In contrast, the improvement effect of neighbourhood GS on overall mental distress and specific mental disorders was relatively low, at 61% (n = 11) and 63% (n = 20), respectively. Individuals across different age groups, including children (Flouri et al. 2014), adolescents (Mennis et al. 2021), and middle-aged and older adults (Cottagiri et al. 2022), all benefit from neighbourhood GS. Furthermore, compared to depression and anxiety (n = 8, 57%), alleviation of stress (n = 7, 70%) was significantly more prominent, regardless of whether stress was self-reported (access to gardens and allotments, neighbourhood GS, horticulture, and park perception) (Kodali et al. 2023; Korn et al. 2018; Thompson et al. 2016) or based on biological markers (saliva cortisol) (Chalmin-Pui et al. 2021; Roe et al. 2013; Thompson et al. 2012).

Types of disadvantaged people and differences in mental health outcomes

Of the 30 studies conducted in developed countries, 73% (n = 22) reported positive results. However, protective effects were not observed in three of the four studies conducted in developed countries with high welfare. In a cohort study conducted in Finland (Gonzales-Inca et al. 2022), only moderate neighbourhood-level mental health was found to be associated with green exposure. Two studies conducted in Canada (Crouse et al. 2021) and Norway (Mouratidis, 2020) found no such correlations.

Regional differences were more pronounced in developing countries than in developed ones; the studies conducted in China (n = 5) all observed better protection effects, while half of the remaining six studies reported no or negative effects of GS on disadvantaged groups. The beneficial effects of neighbourhood greenery appear to be much stronger for people living in middle- and high-SES communities in South Africa (Tomita et al. 2017), and Colombia (Hong et al. 2021) than for low-income groups.

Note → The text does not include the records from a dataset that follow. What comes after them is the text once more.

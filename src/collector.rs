//! Single-consumer collection of attempt records into a server report.
//!
//! Exactly one collector task runs per engine; it owns every running sum and
//! array, so no locking is involved. Workers are never back-pressured beyond
//! the result channel's capacity: successes past the record cap still update
//! the sums but are dropped from the arrays.

use std::collections::HashMap;
use std::time::Duration;

use tokio::sync::mpsc::Receiver;

use crate::report::{AttemptRecord, ServerReport, MAX_RECORDED};

/// Drains the result channel until every worker is gone.
pub struct RecordCollector {
    rx: Receiver<AttemptRecord>,
    tally: Tally,
    limit: usize,
}

impl RecordCollector {
    /// `expected` is a capacity hint, typically the attempt budget.
    pub fn new(rx: Receiver<AttemptRecord>, expected: usize) -> Self {
        Self {
            rx,
            tally: Tally::with_capacity(expected.min(MAX_RECORDED)),
            limit: MAX_RECORDED,
        }
    }

    #[cfg(test)]
    fn with_limit(rx: Receiver<AttemptRecord>, expected: usize, limit: usize) -> Self {
        Self { rx, tally: Tally::with_capacity(expected.min(limit)), limit }
    }

    /// Consume records until the channel closes, then hand back the tally.
    pub async fn run(mut self) -> Tally {
        while let Some(record) = self.rx.recv().await {
            self.tally.absorb(record, self.limit);
        }
        self.tally
    }
}

/// Running sums and capped parallel arrays for one engine run.
#[derive(Debug, Default)]
pub struct Tally {
    num_ok: u64,
    sum_total: f64,
    sum_conn: f64,
    sum_dns: f64,
    sum_req: f64,
    sum_res: f64,
    sum_delay: f64,
    size_total: i64,
    lats: Vec<f64>,
    conn_lats: Vec<f64>,
    dns_lats: Vec<f64>,
    req_lats: Vec<f64>,
    res_lats: Vec<f64>,
    delay_lats: Vec<f64>,
    offsets: Vec<f64>,
    status_codes: Vec<u16>,
    errors: HashMap<String, u64>,
}

impl Tally {
    fn with_capacity(cap: usize) -> Self {
        Tally {
            lats: Vec::with_capacity(cap),
            conn_lats: Vec::with_capacity(cap),
            dns_lats: Vec::with_capacity(cap),
            req_lats: Vec::with_capacity(cap),
            res_lats: Vec::with_capacity(cap),
            delay_lats: Vec::with_capacity(cap),
            offsets: Vec::with_capacity(cap),
            status_codes: Vec::with_capacity(cap),
            ..Tally::default()
        }
    }

    fn absorb(&mut self, record: AttemptRecord, limit: usize) {
        if let Some(error) = record.error {
            *self.errors.entry(error).or_default() += 1;
            return;
        }

        self.num_ok += 1;
        self.sum_total += record.duration.as_secs_f64();
        self.sum_conn += record.conn_duration.as_secs_f64();
        self.sum_dns += record.dns_duration.as_secs_f64();
        self.sum_req += record.req_duration.as_secs_f64();
        self.sum_res += record.res_duration.as_secs_f64();
        self.sum_delay += record.delay_duration.as_secs_f64();

        if self.lats.len() < limit {
            self.lats.push(record.duration.as_secs_f64());
            self.conn_lats.push(record.conn_duration.as_secs_f64());
            self.dns_lats.push(record.dns_duration.as_secs_f64());
            self.req_lats.push(record.req_duration.as_secs_f64());
            self.res_lats.push(record.res_duration.as_secs_f64());
            self.delay_lats.push(record.delay_duration.as_secs_f64());
            self.offsets.push(record.offset.as_secs_f64());
            self.status_codes.push(record.status_code);
        }
        if record.content_length > 0 {
            self.size_total += record.content_length;
        }
    }

    /// Finalise the per-server report once the channel has been drained.
    pub fn finalize(self, total: Duration) -> ServerReport {
        let count = self.num_ok as f64;
        let secs = total.as_secs_f64();
        let mean = |sum: f64| if self.num_ok > 0 { sum / count } else { 0.0 };

        let fastest = if self.lats.is_empty() {
            0.0
        } else {
            self.lats.iter().copied().fold(f64::INFINITY, f64::min)
        };
        let slowest = self.lats.iter().copied().fold(0.0, f64::max);

        ServerReport {
            total_duration: total,
            avg_total: mean(self.sum_total),
            average: mean(self.sum_total),
            fastest,
            slowest,
            rps: if secs > 0.0 { count / secs } else { 0.0 },
            content_length: self.size_total,
            avg_conn: mean(self.sum_conn),
            avg_dns: mean(self.sum_dns),
            avg_req: mean(self.sum_req),
            avg_res: mean(self.sum_res),
            avg_delay: mean(self.sum_delay),
            lats: self.lats,
            conn_lats: self.conn_lats,
            dns_lats: self.dns_lats,
            req_lats: self.req_lats,
            res_lats: self.res_lats,
            delay_lats: self.delay_lats,
            offsets: self.offsets,
            status_codes: self.status_codes,
            errors: self.errors,
        }
    }
}

#[cfg(test)]
mod tests {
    use super::*;
    use tokio::sync::mpsc;

    fn success(millis: u64, status: u16, bytes: i64, offset_ms: u64) -> AttemptRecord {
        AttemptRecord {
            duration: Duration::from_millis(millis),
            conn_duration: Duration::from_millis(1),
            dns_duration: Duration::from_millis(2),
            req_duration: Duration::from_millis(3),
            delay_duration: Duration::from_millis(millis.saturating_sub(10)),
            res_duration: Duration::from_millis(4),
            status_code: status,
            content_length: bytes,
            offset: Duration::from_millis(offset_ms),
            error: None,
        }
    }

    #[tokio::test]
    async fn collects_successes_and_errors() {
        let (tx, rx) = mpsc::channel(8);
        let handle = tokio::spawn(RecordCollector::new(rx, 8).run());

        tx.send(success(100, 200, 64, 0)).await.unwrap();
        tx.send(success(300, 200, 64, 50)).await.unwrap();
        tx.send(AttemptRecord::failed(Duration::from_millis(60), "connect failed: refused"))
            .await
            .unwrap();
        tx.send(AttemptRecord::failed(Duration::from_millis(70), "connect failed: refused"))
            .await
            .unwrap();
        drop(tx);

        let report = handle.await.unwrap().finalize(Duration::from_secs(2));

        assert_eq!(report.lats.len(), 2);
        assert_eq!(report.errors["connect failed: refused"], 2);
        assert!((report.avg_total - 0.2).abs() < 1e-9);
        assert!((report.rps - 1.0).abs() < 1e-9);
        assert_eq!(report.content_length, 128);
        assert!((report.fastest - 0.1).abs() < 1e-9);
        assert!((report.slowest - 0.3).abs() < 1e-9);
    }

    #[tokio::test]
    async fn parallel_arrays_stay_in_step() {
        let (tx, rx) = mpsc::channel(8);
        let handle = tokio::spawn(RecordCollector::new(rx, 8).run());

        for i in 0..5u64 {
            tx.send(success(10 + i, 200, 8, i * 10)).await.unwrap();
        }
        tx.send(AttemptRecord::failed(Duration::ZERO, "request timeout")).await.unwrap();
        drop(tx);

        let report = handle.await.unwrap().finalize(Duration::from_secs(1));
        let n = report.lats.len();
        assert_eq!(n, 5);
        assert_eq!(report.conn_lats.len(), n);
        assert_eq!(report.dns_lats.len(), n);
        assert_eq!(report.req_lats.len(), n);
        assert_eq!(report.res_lats.len(), n);
        assert_eq!(report.delay_lats.len(), n);
        assert_eq!(report.offsets.len(), n);
        assert_eq!(report.status_codes.len(), n);
        assert_eq!(n as u64 + report.errors.values().sum::<u64>(), 6);
    }

    #[tokio::test]
    async fn record_cap_drops_arrays_but_keeps_sums() {
        let (tx, rx) = mpsc::channel(8);
        let handle = tokio::spawn(RecordCollector::with_limit(rx, 2, 2).run());

        tx.send(success(100, 200, 10, 0)).await.unwrap();
        tx.send(success(200, 200, 10, 1)).await.unwrap();
        tx.send(success(600, 200, 10, 2)).await.unwrap();
        drop(tx);

        let report = handle.await.unwrap().finalize(Duration::from_secs(3));
        assert_eq!(report.lats.len(), 2);
        assert_eq!(report.status_codes.len(), 2);
        // The third success is dropped from the arrays, not from the mean.
        assert!((report.avg_total - 0.3).abs() < 1e-9);
        assert!((report.rps - 1.0).abs() < 1e-9);
        assert_eq!(report.content_length, 30);
    }

    #[tokio::test]
    async fn negative_content_length_is_not_summed() {
        let (tx, rx) = mpsc::channel(4);
        let handle = tokio::spawn(RecordCollector::new(rx, 4).run());

        let mut unknown = success(50, 200, -1, 0);
        unknown.content_length = -1;
        tx.send(unknown).await.unwrap();
        tx.send(success(50, 200, 7, 1)).await.unwrap();
        drop(tx);

        let report = handle.await.unwrap().finalize(Duration::from_secs(1));
        assert_eq!(report.content_length, 7);
    }

    #[tokio::test]
    async fn empty_run_finalizes_to_zeroes() {
        let (tx, rx) = mpsc::channel(1);
        let handle = tokio::spawn(RecordCollector::new(rx, 0).run());
        drop(tx);

        let report = handle.await.unwrap().finalize(Duration::from_secs(1));
        assert_eq!(report.lats.len(), 0);
        assert_eq!(report.avg_total, 0.0);
        assert_eq!(report.rps, 0.0);
    }
}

GS often has negative impacts when a sample includes individuals with disabilities or long-term illnesses. For people with spinal cord injuries, neighbourhoods with more GS reported higher levels of depression (Murphy et al. 2022). In addition, GS has the potential to provide a venue for trading and substance use for individuals with active substance use disorders (Mennis et al. 2021).

In studies involving both SES and race (n = 6), racial factors showed the same results as SES ones. Only one study found that neighbourhood GS failed to improve the mental health of ethnic minority residents (Mendoza et al. 2023). Among studies involving informal settlements (n = 5), three reflected positive effects. In Xiao et al. (2021), mental health status was only positively associated with subjective GS satisfaction, not with objective metrics. In Korean public housing communities, GS did not increase social capital or improve mental health (Won and Lee, 2020). In densely populated settlements with high poverty rates in Morocco, a small amount of GS contributes to higher levels of depression among owners (Chalmin-Pui et al. 2021).

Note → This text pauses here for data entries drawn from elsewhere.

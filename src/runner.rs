//! The load engine: a pool of bounded-concurrency workers drives attempts
//! through a driver and streams their records to the collector.

use std::sync::atomic::{AtomicU64, Ordering};
use std::sync::Arc;
use std::time::Duration;

use anyhow::Result;
use async_trait::async_trait;
use tokio::select;
use tokio::sync::mpsc;
use tokio::task::JoinSet;
use tokio::time::{interval_at, sleep_until, Instant, Interval, MissedTickBehavior};
use tokio_util::sync::CancellationToken;

use crate::collector::RecordCollector;
use crate::output::OutputFormat;
use crate::probe::{ClientOptions, HttpDriver, RequestTemplate};
use crate::report::{AttemptRecord, ServerReport};

/// Error key under which abandoned in-flight attempts are counted.
pub const CANCELLED_ERROR: &str = "request canceled";

/// Issues one attempt against the target and reports its timings.
///
/// The engine is generic over the driver so the pool can be exercised
/// without a network; the HTTP timing probe is the production driver.
#[async_trait]
pub trait AttemptDriver: Clone + Send + Sync + 'static {
    /// Per-worker state, typically the worker's persistent connection.
    type WorkerState: Send;

    async fn setup(&self) -> Result<Self::WorkerState>;

    /// Run one attempt. Transport failures are reported inside the record,
    /// never as an `Err`.
    async fn attempt(&self, state: &mut Self::WorkerState, offset: Duration) -> AttemptRecord;
}

/// Engine-level options, validated by the CLI layer before construction.
#[derive(Copy, Clone, Debug)]
pub struct EngineOpts {
    pub concurrency: u32,
    /// Total attempt budget; `None` runs unbounded until the duration
    /// expires or the engine is stopped.
    pub attempts: Option<u64>,
    pub duration: Option<Duration>,
    /// Per-worker pacing in attempts per second; 0 disables pacing.
    /// Aggregate throughput is `concurrency * qps`.
    pub qps: f64,
}

impl EngineOpts {
    fn channel_capacity(&self) -> usize {
        let cap = 2 * self.concurrency as usize;
        match self.attempts {
            Some(n) => cap.min(n as usize).max(1),
            None => cap.max(1),
        }
    }
}

/// Full workload description for one load server.
#[derive(Clone, Debug)]
pub struct Work {
    pub template: RequestTemplate,
    pub client: ClientOptions,
    /// Total attempts in count mode.
    pub n: u64,
    pub concurrency: u32,
    pub qps: f64,
    /// When set, supersedes `n`.
    pub duration: Option<Duration>,
    pub output: OutputFormat,
}

impl Work {
    /// Build a fresh engine for one run of this workload.
    pub fn engine(&self) -> LoadEngine<HttpDriver> {
        let opts = EngineOpts {
            concurrency: self.concurrency,
            attempts: if self.duration.is_some() { None } else { Some(self.n) },
            duration: self.duration,
            qps: self.qps,
        };
        let driver = HttpDriver::new(self.template.clone(), self.client.clone());
        LoadEngine::new(driver, opts)
    }
}

/// Drives one workload run: spawns the workers and the collector, observes
/// the duration deadline and the cancellation token, and finalises the
/// report once every record is drained.
pub struct LoadEngine<D: AttemptDriver> {
    driver: D,
    opts: EngineOpts,
    cancel: CancellationToken,
}

impl<D> LoadEngine<D>
where
    D: AttemptDriver,
    D::WorkerState: 'static,
{
    pub fn new(driver: D, opts: EngineOpts) -> Self {
        Self { driver, opts, cancel: CancellationToken::new() }
    }

    /// Token observed by every worker and in-flight request.
    pub fn cancel_token(&self) -> CancellationToken {
        self.cancel.clone()
    }

    /// Idempotent early-termination signal.
    pub fn stop(&self) {
        self.cancel.cancel();
    }

    /// Run the workload to completion and return the finalised report.
    ///
    /// Returns when the attempt budget is exhausted, the duration elapses or
    /// [`stop`](Self::stop) is called, with every produced record drained.
    pub async fn run(&self) -> Result<ServerReport> {
        let started = Instant::now();
        let (tx, rx) = mpsc::channel(self.opts.channel_capacity());
        let hint = self.opts.attempts.unwrap_or(0) as usize;
        let collector = tokio::spawn(RecordCollector::new(rx, hint).run());

        let counter = Arc::new(AtomicU64::new(0));
        let mut set: JoinSet<Result<()>> = JoinSet::new();
        for _ in 0..self.opts.concurrency {
            let worker = Worker {
                driver: self.driver.clone(),
                opts: self.opts,
                started,
                tx: tx.clone(),
                cancel: self.cancel.clone(),
                counter: counter.clone(),
            };
            set.spawn(worker.run());
        }
        drop(tx);

        // Termination precedence: cancellation, then duration, then quota.
        if let Some(deadline) = self.opts.duration.map(|d| started + d) {
            select! {
                _ = self.cancel.cancelled() => {}
                _ = sleep_until(deadline) => self.cancel.cancel(),
                r = join_all(&mut set) => r?,
            }
        }
        join_all(&mut set).await?;

        let tally = collector.await?;
        Ok(tally.finalize(started.elapsed()))
    }
}

struct Worker<D: AttemptDriver> {
    driver: D,
    opts: EngineOpts,
    started: Instant,
    tx: mpsc::Sender<AttemptRecord>,
    cancel: CancellationToken,
    counter: Arc<AtomicU64>,
}

impl<D: AttemptDriver> Worker<D> {
    async fn run(self) -> Result<()> {
        let mut state = self.driver.setup().await?;
        let mut pacer = pace_interval(self.opts.qps);

        loop {
            if self.cancel.is_cancelled() {
                break;
            }
            if let Some(pacer) = pacer.as_mut() {
                select! {
                    _ = self.cancel.cancelled() => break,
                    _ = pacer.tick() => {}
                }
            }

            let seq = self.counter.fetch_add(1, Ordering::Relaxed);
            if let Some(attempts) = self.opts.attempts {
                if seq >= attempts {
                    break;
                }
            }

            let offset = self.started.elapsed();
            select! {
                _ = self.cancel.cancelled() => {
                    // The in-flight request is abandoned; it reports itself
                    // the way any aborted transport operation does.
                    let _ = self.tx.send(AttemptRecord::failed(offset, CANCELLED_ERROR)).await;
                    break;
                }
                record = self.driver.attempt(&mut state, offset) => {
                    if self.tx.send(record).await.is_err() {
                        break;
                    }
                }
            }
        }
        Ok(())
    }
}

/// Per-worker pacing gate: every attempt, including the first, waits for a
/// tick of the `1/qps` interval.
fn pace_interval(qps: f64) -> Option<Interval> {
    (qps > 0.0).then(|| {
        let period = Duration::from_secs_f64(1.0 / qps);
        let mut interval = interval_at(Instant::now() + period, period);
        interval.set_missed_tick_behavior(MissedTickBehavior::Delay);
        interval
    })
}

async fn join_all(set: &mut JoinSet<Result<()>>) -> Result<()> {
    while let Some(res) = set.join_next().await {
        res??;
    }
    Ok(())
}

Potential pathways and mechanisms by which a neighbourhood GS affects the mental health of disadvantaged people

Numerous studies have explored the pathways by which GS affects health, with well recognised pathways including noise reduction, air pollution reduction, psychological recovery and stress reduction, encouraging health-promoting behaviours (e.g. social interaction, PA) (Dzhambov et al. 2018; Hartig et al. 2014; White et al. 2013). Some indirect effects are seen, such as social cohesion, although corresponding mediating effects were found in studies by Dadvand et al. (2016), De Vries et al. (2013), and Maas et al. (2009), others failed to identify them. Some studies found that stress reduction (Triguero-Mas et al. 2017) and mitigation of traffic emissions (Gascon et al. 2018) were more important than PA and social cohesion. This may occur because the heterogeneity of the individual and group characteristics of the target population was not considered (Chen et al. 2021),and cross-sectional studies do not adequately consider various pathways. Therefore, a comprehensive summary for disadvantaged groups is required.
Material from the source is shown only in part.